Search the data for the string "check" and copy each line in which it appears.

[Dataset excerpts]

%%

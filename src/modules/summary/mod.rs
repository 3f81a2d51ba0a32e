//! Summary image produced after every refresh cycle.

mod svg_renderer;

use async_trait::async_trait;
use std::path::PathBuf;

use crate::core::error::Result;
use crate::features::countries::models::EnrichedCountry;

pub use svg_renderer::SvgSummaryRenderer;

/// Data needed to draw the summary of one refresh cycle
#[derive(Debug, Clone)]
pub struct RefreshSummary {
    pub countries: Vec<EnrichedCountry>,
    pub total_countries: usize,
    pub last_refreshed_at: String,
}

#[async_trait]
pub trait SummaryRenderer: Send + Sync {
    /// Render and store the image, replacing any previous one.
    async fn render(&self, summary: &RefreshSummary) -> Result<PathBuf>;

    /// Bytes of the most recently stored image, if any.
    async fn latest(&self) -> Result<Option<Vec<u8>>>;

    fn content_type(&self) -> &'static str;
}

%%
%%

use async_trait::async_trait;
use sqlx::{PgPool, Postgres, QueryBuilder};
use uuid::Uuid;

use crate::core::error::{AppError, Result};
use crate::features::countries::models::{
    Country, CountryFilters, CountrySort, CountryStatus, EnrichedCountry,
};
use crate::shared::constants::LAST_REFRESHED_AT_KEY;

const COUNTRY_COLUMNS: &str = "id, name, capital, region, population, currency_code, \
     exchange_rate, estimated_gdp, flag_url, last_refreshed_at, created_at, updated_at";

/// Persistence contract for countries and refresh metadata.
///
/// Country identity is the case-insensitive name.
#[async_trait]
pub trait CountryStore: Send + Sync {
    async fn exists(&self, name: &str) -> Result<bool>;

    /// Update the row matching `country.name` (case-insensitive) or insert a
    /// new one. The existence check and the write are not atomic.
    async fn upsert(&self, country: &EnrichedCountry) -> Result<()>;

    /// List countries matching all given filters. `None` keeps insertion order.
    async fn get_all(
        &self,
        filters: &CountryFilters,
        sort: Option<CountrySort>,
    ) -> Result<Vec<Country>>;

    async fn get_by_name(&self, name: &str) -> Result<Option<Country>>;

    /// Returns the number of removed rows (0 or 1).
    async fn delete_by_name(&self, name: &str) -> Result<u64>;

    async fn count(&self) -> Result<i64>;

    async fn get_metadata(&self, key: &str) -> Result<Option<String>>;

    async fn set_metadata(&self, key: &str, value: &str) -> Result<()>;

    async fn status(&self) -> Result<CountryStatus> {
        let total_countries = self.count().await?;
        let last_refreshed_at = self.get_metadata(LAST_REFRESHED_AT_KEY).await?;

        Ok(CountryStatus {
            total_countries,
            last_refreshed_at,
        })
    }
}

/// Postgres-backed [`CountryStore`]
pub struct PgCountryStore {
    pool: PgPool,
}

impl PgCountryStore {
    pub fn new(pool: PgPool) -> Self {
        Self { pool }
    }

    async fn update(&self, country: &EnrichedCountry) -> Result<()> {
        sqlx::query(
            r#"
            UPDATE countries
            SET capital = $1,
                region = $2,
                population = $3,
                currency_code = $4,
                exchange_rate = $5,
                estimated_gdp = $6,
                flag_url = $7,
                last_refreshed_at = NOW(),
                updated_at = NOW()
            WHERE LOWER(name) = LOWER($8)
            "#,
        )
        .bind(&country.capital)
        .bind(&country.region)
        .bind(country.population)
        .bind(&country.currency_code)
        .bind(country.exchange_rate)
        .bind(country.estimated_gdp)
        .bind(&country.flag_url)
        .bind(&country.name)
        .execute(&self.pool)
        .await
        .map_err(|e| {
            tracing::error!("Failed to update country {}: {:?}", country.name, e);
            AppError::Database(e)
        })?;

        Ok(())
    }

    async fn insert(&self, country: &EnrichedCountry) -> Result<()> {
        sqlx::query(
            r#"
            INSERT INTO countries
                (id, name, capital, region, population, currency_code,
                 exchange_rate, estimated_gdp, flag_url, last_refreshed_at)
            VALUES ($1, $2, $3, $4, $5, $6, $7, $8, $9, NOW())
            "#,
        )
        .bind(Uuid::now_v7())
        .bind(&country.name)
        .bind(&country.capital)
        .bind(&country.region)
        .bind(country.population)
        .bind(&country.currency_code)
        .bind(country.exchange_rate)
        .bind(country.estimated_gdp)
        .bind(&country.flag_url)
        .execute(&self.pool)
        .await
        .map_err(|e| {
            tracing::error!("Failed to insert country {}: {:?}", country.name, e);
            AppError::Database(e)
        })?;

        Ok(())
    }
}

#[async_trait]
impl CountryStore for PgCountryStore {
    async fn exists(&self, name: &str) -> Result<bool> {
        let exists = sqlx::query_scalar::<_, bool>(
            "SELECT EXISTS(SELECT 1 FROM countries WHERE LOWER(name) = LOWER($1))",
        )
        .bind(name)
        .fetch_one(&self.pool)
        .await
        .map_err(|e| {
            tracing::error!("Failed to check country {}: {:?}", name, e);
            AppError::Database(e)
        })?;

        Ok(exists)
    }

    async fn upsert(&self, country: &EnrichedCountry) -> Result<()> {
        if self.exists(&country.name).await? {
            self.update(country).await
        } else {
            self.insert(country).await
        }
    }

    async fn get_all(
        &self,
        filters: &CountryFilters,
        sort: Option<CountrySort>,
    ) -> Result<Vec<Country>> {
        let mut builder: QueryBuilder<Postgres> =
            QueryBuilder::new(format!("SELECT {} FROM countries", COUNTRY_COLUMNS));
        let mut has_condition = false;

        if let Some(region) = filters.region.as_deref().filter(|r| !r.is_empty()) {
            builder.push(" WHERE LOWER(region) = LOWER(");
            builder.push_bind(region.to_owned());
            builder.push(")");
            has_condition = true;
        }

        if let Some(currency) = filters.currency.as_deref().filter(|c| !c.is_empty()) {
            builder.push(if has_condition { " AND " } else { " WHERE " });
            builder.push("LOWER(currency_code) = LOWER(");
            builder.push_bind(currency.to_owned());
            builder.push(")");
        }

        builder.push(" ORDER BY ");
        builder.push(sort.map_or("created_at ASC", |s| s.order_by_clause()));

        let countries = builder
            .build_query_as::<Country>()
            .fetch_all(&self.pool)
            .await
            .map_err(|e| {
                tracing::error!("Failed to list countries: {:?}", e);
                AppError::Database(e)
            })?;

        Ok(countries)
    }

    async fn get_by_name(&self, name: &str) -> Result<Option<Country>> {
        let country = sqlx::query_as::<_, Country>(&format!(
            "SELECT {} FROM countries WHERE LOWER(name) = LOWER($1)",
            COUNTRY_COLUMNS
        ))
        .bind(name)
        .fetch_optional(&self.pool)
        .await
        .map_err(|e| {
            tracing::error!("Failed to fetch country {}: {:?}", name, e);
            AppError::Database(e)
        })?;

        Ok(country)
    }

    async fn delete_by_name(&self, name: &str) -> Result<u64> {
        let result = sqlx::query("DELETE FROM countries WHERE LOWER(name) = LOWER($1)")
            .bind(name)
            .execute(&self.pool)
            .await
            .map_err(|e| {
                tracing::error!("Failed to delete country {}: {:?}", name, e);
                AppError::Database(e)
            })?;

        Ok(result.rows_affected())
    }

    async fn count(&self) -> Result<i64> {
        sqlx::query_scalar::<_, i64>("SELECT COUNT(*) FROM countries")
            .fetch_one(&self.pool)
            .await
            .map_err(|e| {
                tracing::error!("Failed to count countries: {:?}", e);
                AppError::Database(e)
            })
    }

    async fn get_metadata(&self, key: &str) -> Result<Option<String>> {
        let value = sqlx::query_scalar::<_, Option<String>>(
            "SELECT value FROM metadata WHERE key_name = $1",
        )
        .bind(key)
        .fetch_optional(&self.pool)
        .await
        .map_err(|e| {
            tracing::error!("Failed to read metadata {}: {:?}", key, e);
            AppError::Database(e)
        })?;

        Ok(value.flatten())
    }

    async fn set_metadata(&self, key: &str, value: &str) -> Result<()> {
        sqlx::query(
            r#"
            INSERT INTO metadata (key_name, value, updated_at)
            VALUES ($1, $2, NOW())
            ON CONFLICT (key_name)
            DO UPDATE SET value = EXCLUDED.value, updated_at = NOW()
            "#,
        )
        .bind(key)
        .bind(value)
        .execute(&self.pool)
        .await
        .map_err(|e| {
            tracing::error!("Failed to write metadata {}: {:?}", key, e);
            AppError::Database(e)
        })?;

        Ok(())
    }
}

%%

● **Task response**:
    /// new one. The existence check and the write are not atomic.
            tracing::error!("Failed to check country {}: {:?}", name, e);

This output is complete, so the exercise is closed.